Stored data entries
########

//! The two numeric capabilities the descriptor needs: evaluating orbitals at
//! points and sampling a molecular surface. Native implementations live in
//! [`gaussian`] and [`surface`]; any other backend can be plugged in through
//! the traits.

pub mod gaussian;
pub mod surface;

use nalgebra::{DMatrix, Vector3};

use crate::{basis::Basis, periodic_table::ElementType, wavefunction::SpinChannel};

pub type DefaultEvaluator = gaussian::GaussianEvaluator;
pub type DefaultSampler = surface::VdwSurface;

#[derive(Debug, Clone, PartialEq, thiserror::Error)]
pub enum EvaluationError {
    #[error("orbital coefficients span {orbital_rows} basis functions, but the basis has {n_basis}")]
    BasisMismatch { orbital_rows: usize, n_basis: usize },

    #[error("orbital {index} requested, but only {n_orbitals} orbitals are available")]
    OrbitalOutOfRange { index: usize, n_orbitals: usize },

    #[error("backend returned a {found:?} amplitude matrix, expected {expected:?}")]
    Shape {
        expected: (usize, usize),
        found: (usize, usize),
    },
}

#[derive(Debug, Clone, PartialEq, thiserror::Error)]
pub enum SurfaceError {
    #[error("no van der Waals radius is tabulated for {0}")]
    MissingRadius(ElementType),

    #[error("got {positions} atom positions but {elements} elements")]
    LengthMismatch { positions: usize, elements: usize },

    #[error("invalid surface parameter: {0}")]
    InvalidParameter(String),
}

pub trait OrbitalEvaluator {
    /// Amplitudes of the selected `orbitals` of `channel` at `points` (Bohr),
    /// shaped (points x orbitals).
    fn evaluate_orbitals(
        &self,
        basis: &Basis,
        channel: &SpinChannel,
        points: &[Vector3<f64>],
        orbitals: &[usize],
    ) -> Result<DMatrix<f64>, EvaluationError>;
}

pub trait SurfaceSampler {
    /// Points on the molecular surface, given atom positions in Ångström.
    /// Returned points are in Ångström as well.
    fn surface_points(
        &self,
        positions: &[Vector3<f64>],
        elements: &[ElementType],
    ) -> Result<Vec<Vector3<f64>>, SurfaceError>;
}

########

**REQUIREMENT**
The data above must be returned in full, exactly as written.

**ANSWER SPACE**
//! The two numeric capabilities the descriptor needs: evaluating orbitals at
//! points and sampling a molecular surface. Native implementations live in
//! [`gaussian`] and [`surface`]; any other backend can be plugged in through
//! the traits.

pub mod gaussian;
pub mod surface;

use nalgebra::{DMatrix, Vector3};

use crate::{basis::Basis, periodic_table::ElementType, wavefunction::SpinChannel};

pub type DefaultEvaluator = gaussian::GaussianEvaluator;
pub type DefaultSampler = surface::VdwSurface;

#[derive(Debug, Clone, PartialEq, thiserror::Error)]
pub enum EvaluationError {
    #[error("orbital coefficients span {orbital_rows} basis functions, but the basis has {n_basis}")]
    BasisMismatch { orbital_rows: usize, n_basis: usize },

    #[error("orbital {index} requested, but only {n_orbitals} orbitals are available")]
    OrbitalOutOfRange { index: usize, n_orbitals: usize },

    #[error("backend returned a {found:?} amplitude matrix, expected {expected:?}")]
    Shape {
        expected: (usize, usize),
        found: (usize, usize),
    },
}

#[derive(Debug, Clone, PartialEq, thiserror::Error)]
pub enum SurfaceError {
    #[error("no van der Waals radius is tabulated for {0}")]
    MissingRadius(ElementType),

    #[error("got {positions} atom positions but {elements} elements")]
    LengthMismatch { positions: usize, elements: usize },

    #[error("invalid surface parameter: {0}")]
    InvalidParameter(String),
}

pub trait OrbitalEvaluator {
    /// Amplitudes of the selected `orbitals` of `channel` at `points` (Bohr),
    /// shaped (points x orbitals).
    fn evaluate_orbitals(
        &self,
        basis: &Basis,
        channel: &SpinChannel,
        points: &[Vector3<f64>],
        orbitals: &[usize],
    ) -> Result<DMatrix<f64>, EvaluationError>;
}

pub trait SurfaceSampler {
    /// Points on the molecular surface, given atom positions in Ångström.
    /// Returned points are in Ångström as well.
    fn surface_points(
        &self,
        positions: &[Vector3<f64>],
        elements: &[ElementType],
    ) -> Result<Vec<Vector3<f64>>, SurfaceError>;
}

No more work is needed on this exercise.